■ **Exercise description**
Scan the records for lines with the word "Start", and copy every such line.

■ **Data listing**
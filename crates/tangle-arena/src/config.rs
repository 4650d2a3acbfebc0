//! Arena configuration parameters.

use tangle_core::ConfigError;

/// Configuration for a slice arena.
///
/// Validated at construction; all values are immutable after creation.
/// The growth policy is injected separately (see
/// [`SliceArena::with_policy`](crate::SliceArena::with_policy)).
#[derive(Clone, Debug, PartialEq, Eq)]
pub struct ArenaConfig {
    /// Largest store, in elements, the arena will allocate on its own
    /// behalf (`with_capacity` and promoting appends).
    ///
    /// Default: `isize::MAX`, the hard limit of a `Vec`. Lower it to make
    /// allocation failure reachable in tests or to cap interpreter memory.
    pub max_store_capacity: usize,

    /// Record cross-view clobbers and promotions as hazard events.
    ///
    /// Default: `false`. Tracking never changes what an operation does.
    pub track_hazards: bool,

    /// Maximum number of hazard events retained. Oldest events are dropped
    /// first.
    ///
    /// Default: 4096. Must be non-zero when `track_hazards` is set.
    pub max_hazard_events: usize,
}

impl ArenaConfig {
    /// Default store capacity ceiling.
    pub const DEFAULT_MAX_STORE_CAPACITY: usize = isize::MAX as usize;

    /// Default hazard event budget.
    pub const DEFAULT_MAX_HAZARD_EVENTS: usize = 4096;

    /// Create a config with default values and hazard tracking off.
    pub fn new() -> Self {
        Self {
            max_store_capacity: Self::DEFAULT_MAX_STORE_CAPACITY,
            track_hazards: false,
            max_hazard_events: Self::DEFAULT_MAX_HAZARD_EVENTS,
        }
    }

    /// Create a config with default values and hazard tracking on.
    pub fn tracked() -> Self {
        Self {
            track_hazards: true,
            ..Self::new()
        }
    }

    /// Check the config for settings the arena cannot honour.
    pub fn validate(&self) -> Result<(), ConfigError> {
        if self.max_store_capacity == 0 {
            return Err(ConfigError::new("max_store_capacity must be non-zero"));
        }
        if self.track_hazards && self.max_hazard_events == 0 {
            return Err(ConfigError::new(
                "max_hazard_events must be non-zero when track_hazards is set",
            ));
        }
        Ok(())
    }
}

impl Default for ArenaConfig {
    fn default() -> Self {
        Self::new()
    }
}
//! View descriptors and capability handles.
//!
//! A [`ViewDescriptor`] is the `(store, offset, length, capacity)` tuple.
//! It is immutable: every operation that changes a view's shape returns a
//! new descriptor, and the caller decides which one to keep.
//!
//! Descriptors are wrapped in one of two capability handles:
//!
//! - [`OwnedView`]: produced by allocation (`from_elements`, `with_capacity`,
//!   or a promoting append). Appending to it always yields another
//!   `OwnedView`.
//! - [`BorrowedView`]: produced by re-slicing. Appending to it yields a
//!   [`Grown`], which is `InPlace` while the append fits the borrowed
//!   capacity and `Promoted` once it had to allocate. Promotion is therefore
//!   a type change the caller has to match on, not a silent identity swap.
//!
//! Neither handle grants access on its own; reads and writes go through
//! the arena that issued it.

use std::fmt;
use std::marker::PhantomData;
use std::sync::Arc;

use tangle_core::{ArenaId, StoreId, ViewId};

use crate::lease::StoreLease;

/// The `(store, offset, length, capacity)` tuple behind every view.
///
/// Invariants: `len <= capacity` and `offset + capacity` never exceeds the
/// store's capacity.
#[derive(Debug)]
pub struct ViewDescriptor {
    id: ViewId,
    lease: Arc<StoreLease>,
    offset: usize,
    len: usize,
    capacity: usize,
}

impl ViewDescriptor {
    pub(crate) fn new(lease: Arc<StoreLease>, offset: usize, len: usize, capacity: usize) -> Self {
        debug_assert!(len <= capacity, "view length {len} exceeds capacity {capacity}");
        Self {
            id: ViewId::next(),
            lease,
            offset,
            len,
            capacity,
        }
    }

    /// Unique ID of this descriptor.
    pub fn id(&self) -> ViewId {
        self.id
    }

    /// Start index of the view within its store.
    pub fn offset(&self) -> usize {
        self.offset
    }

    /// Logical element count.
    pub fn len(&self) -> usize {
        self.len
    }

    /// Whether the view has no logical elements.
    pub fn is_empty(&self) -> bool {
        self.len == 0
    }

    /// Slots available from `offset` to the end of the view's reach.
    pub fn capacity(&self) -> usize {
        self.capacity
    }

    /// Backing store this view reads and writes.
    pub fn store(&self) -> StoreId {
        self.lease.store()
    }

    /// Arena that issued this view.
    pub fn arena(&self) -> ArenaId {
        self.lease.arena()
    }

    /// Absolute store range `[offset, offset + len)` covered by the view's length.
    pub fn range(&self) -> std::ops::Range<usize> {
        self.offset..self.offset + self.len
    }

    pub(crate) fn lease(&self) -> &Arc<StoreLease> {
        &self.lease
    }
}

impl fmt::Display for ViewDescriptor {
    fn fmt(&self, f: &mut fmt::Formatter<'_>) -> fmt::Result {
        write!(
            f,
            "{}(store={}, off={}, len={}, cap={})",
            self.id, self.lease.store(), self.offset, self.len, self.capacity
        )
    }
}

mod sealed {
    pub trait Sealed {}
}

/// Read-only shape queries shared by every view handle.
///
/// Sealed: only the handles defined in this crate implement it.
pub trait View<T>: sealed::Sealed {
    /// The descriptor behind this handle.
    fn descriptor(&self) -> &ViewDescriptor;

    /// Unique ID of the descriptor.
    fn id(&self) -> ViewId {
        self.descriptor().id()
    }

    /// Logical element count.
    fn len(&self) -> usize {
        self.descriptor().len()
    }

    /// Whether the view has no logical elements.
    fn is_empty(&self) -> bool {
        self.descriptor().is_empty()
    }

    /// Addressable slots from the view's offset.
    fn capacity(&self) -> usize {
        self.descriptor().capacity()
    }

    /// Start index within the backing store.
    fn offset(&self) -> usize {
        self.descriptor().offset()
    }

    /// Identity of the backing store.
    fn store(&self) -> StoreId {
        self.descriptor().store()
    }

    /// Whether both views read and write the same backing store.
    fn shares_store_with<V: View<T>>(&self, other: &V) -> bool
    where
        Self: Sized,
    {
        self.descriptor().arena() == other.descriptor().arena() && self.store() == other.store()
    }
}

/// A view whose append result type depends on its capability.
pub trait Grow<T>: View<T> {
    /// Handle returned by appending to this view.
    type Grown;

    #[doc(hidden)]
    fn wrap_grown(&self, descriptor: Arc<ViewDescriptor>, promoted: bool) -> Self::Grown;
}

/// An owning handle: the view that allocated its store.
pub struct OwnedView<T> {
    inner: Arc<ViewDescriptor>,
    _elem: PhantomData<fn() -> T>,
}

/// A borrowed handle: a re-slice sharing another view's store.
pub struct BorrowedView<T> {
    inner: Arc<ViewDescriptor>,
    _elem: PhantomData<fn() -> T>,
}

impl<T> OwnedView<T> {
    pub(crate) fn from_descriptor(inner: Arc<ViewDescriptor>) -> Self {
        Self {
            inner,
            _elem: PhantomData,
        }
    }

    pub(crate) fn shared(&self) -> &Arc<ViewDescriptor> {
        &self.inner
    }
}

impl<T> BorrowedView<T> {
    pub(crate) fn from_descriptor(inner: Arc<ViewDescriptor>) -> Self {
        Self {
            inner,
            _elem: PhantomData,
        }
    }

    pub(crate) fn shared(&self) -> &Arc<ViewDescriptor> {
        &self.inner
    }
}

// Manual impls: cloning a handle never requires `T: Clone`.
impl<T> Clone for OwnedView<T> {
    fn clone(&self) -> Self {
        Self::from_descriptor(Arc::clone(&self.inner))
    }
}

impl<T> Clone for BorrowedView<T> {
    fn clone(&self) -> Self {
        Self::from_descriptor(Arc::clone(&self.inner))
    }
}

impl<T> fmt::Debug for OwnedView<T> {
    fn fmt(&self, f: &mut fmt::Formatter<'_>) -> fmt::Result {
        f.debug_tuple("OwnedView").field(&*self.inner).finish()
    }
}

impl<T> fmt::Debug for BorrowedView<T> {
    fn fmt(&self, f: &mut fmt::Formatter<'_>) -> fmt::Result {
        f.debug_tuple("BorrowedView").field(&*self.inner).finish()
    }
}

impl<T> sealed::Sealed for OwnedView<T> {}
impl<T> sealed::Sealed for BorrowedView<T> {}

impl<T> View<T> for OwnedView<T> {
    fn descriptor(&self) -> &ViewDescriptor {
        &self.inner
    }
}

impl<T> View<T> for BorrowedView<T> {
    fn descriptor(&self) -> &ViewDescriptor {
        &self.inner
    }
}

impl<T> Grow<T> for OwnedView<T> {
    type Grown = OwnedView<T>;

    fn wrap_grown(&self, descriptor: Arc<ViewDescriptor>, _promoted: bool) -> OwnedView<T> {
        OwnedView::from_descriptor(descriptor)
    }
}

impl<T> Grow<T> for BorrowedView<T> {
    type Grown = Grown<T>;

    fn wrap_grown(&self, descriptor: Arc<ViewDescriptor>, promoted: bool) -> Grown<T> {
        if promoted {
            Grown::Promoted(OwnedView::from_descriptor(descriptor))
        } else {
            Grown::InPlace(BorrowedView::from_descriptor(descriptor))
        }
    }
}

/// Result of appending to a [`BorrowedView`].
pub enum Grown<T> {
    /// The append fit the borrowed capacity; the view still shares its
    /// parent's store.
    InPlace(BorrowedView<T>),
    /// The append outgrew the borrowed capacity; the view now owns a fresh
    /// store and aliases nothing it aliased before.
    Promoted(OwnedView<T>),
}

impl<T> Grown<T> {
    /// Whether the view has been promoted to its own store.
    pub fn is_promoted(&self) -> bool {
        matches!(self, Self::Promoted(_))
    }

    /// The owning handle, if promotion happened.
    pub fn into_owned(self) -> Option<OwnedView<T>> {
        match self {
            Self::Promoted(owned) => Some(owned),
            Self::InPlace(_) => None,
        }
    }

    /// The borrowed handle, if the append stayed in place.
    pub fn into_borrowed(self) -> Option<BorrowedView<T>> {
        match self {
            Self::InPlace(borrowed) => Some(borrowed),
            Self::Promoted(_) => None,
        }
    }

    pub(crate) fn shared(&self) -> &Arc<ViewDescriptor> {
        match self {
            Self::InPlace(borrowed) => borrowed.shared(),
            Self::Promoted(owned) => owned.shared(),
        }
    }
}

impl<T> From<BorrowedView<T>> for Grown<T> {
    fn from(view: BorrowedView<T>) -> Self {
        Self::InPlace(view)
    }
}

impl<T> Clone for Grown<T> {
    fn clone(&self) -> Self {
        match self {
            Self::InPlace(borrowed) => Self::InPlace(borrowed.clone()),
            Self::Promoted(owned) => Self::Promoted(owned.clone()),
        }
    }
}

impl<T> fmt::Debug for Grown<T> {
    fn fmt(&self, f: &mut fmt::Formatter<'_>) -> fmt::Result {
        match self {
            Self::InPlace(borrowed) => f.debug_tuple("InPlace").field(borrowed).finish(),
            Self::Promoted(owned) => f.debug_tuple("Promoted").field(owned).finish(),
        }
    }
}

impl<T> sealed::Sealed for Grown<T> {}

impl<T> View<T> for Grown<T> {
    fn descriptor(&self) -> &ViewDescriptor {
        self.shared()
    }
}

impl<T> Grow<T> for Grown<T> {
    type Grown = Grown<T>;

    fn wrap_grown(&self, descriptor: Arc<ViewDescriptor>, promoted: bool) -> Grown<T> {
        // Once promoted, a view owns its store for good.
        if promoted || self.is_promoted() {
            Grown::Promoted(OwnedView::from_descriptor(descriptor))
        } else {
            Grown::InPlace(BorrowedView::from_descriptor(descriptor))
        }
    }
}
//! Store leases.
//!
//! A [`StoreLease`] names one slab slot at one generation. The slab keeps
//! one `Arc<StoreLease>` per occupied slot and every view descriptor holds
//! another, so the lease's strong count is the number of holders. When only
//! the slab's copy remains, no view can reach the store and the slot may be
//! reclaimed.

use std::fmt;

use tangle_core::{ArenaId, StoreId};

/// Reference-counted token tying views to a backing store slot.
#[derive(Debug, PartialEq, Eq)]
pub struct StoreLease {
    /// Arena whose slab owns the slot.
    arena: ArenaId,
    /// Slot index and generation.
    store: StoreId,
}

impl StoreLease {
    pub(crate) fn new(arena: ArenaId, store: StoreId) -> Self {
        Self { arena, store }
    }

    /// The arena that issued this lease.
    pub fn arena(&self) -> ArenaId {
        self.arena
    }

    /// The store this lease refers to.
    pub fn store(&self) -> StoreId {
        self.store
    }
}

impl fmt::Display for StoreLease {
    fn fmt(&self, f: &mut fmt::Formatter<'_>) -> fmt::Result {
        write!(f, "StoreLease(arena={}, store={})", self.arena, self.store)
    }
}

#[cfg(test)]
mod tests {
    use super::*;

    #[test]
    fn lease_round_trip() {
        let arena = ArenaId::next();
        let lease = StoreLease::new(arena, StoreId::new(4, 2));
        assert_eq!(lease.arena(), arena);
        assert_eq!(lease.store(), StoreId::new(4, 2));
    }

    #[test]
    fn display_names_arena_and_store() {
        let arena = ArenaId::next();
        let lease = StoreLease::new(arena, StoreId::new(1, 0));
        let text = lease.to_string();
        assert!(text.contains("store=1#0"));
        assert!(text.contains(&format!("arena={arena}")));
    }
}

■ **Task result**
    /// Start index of the view within its store.
    /// Start index within the backing store.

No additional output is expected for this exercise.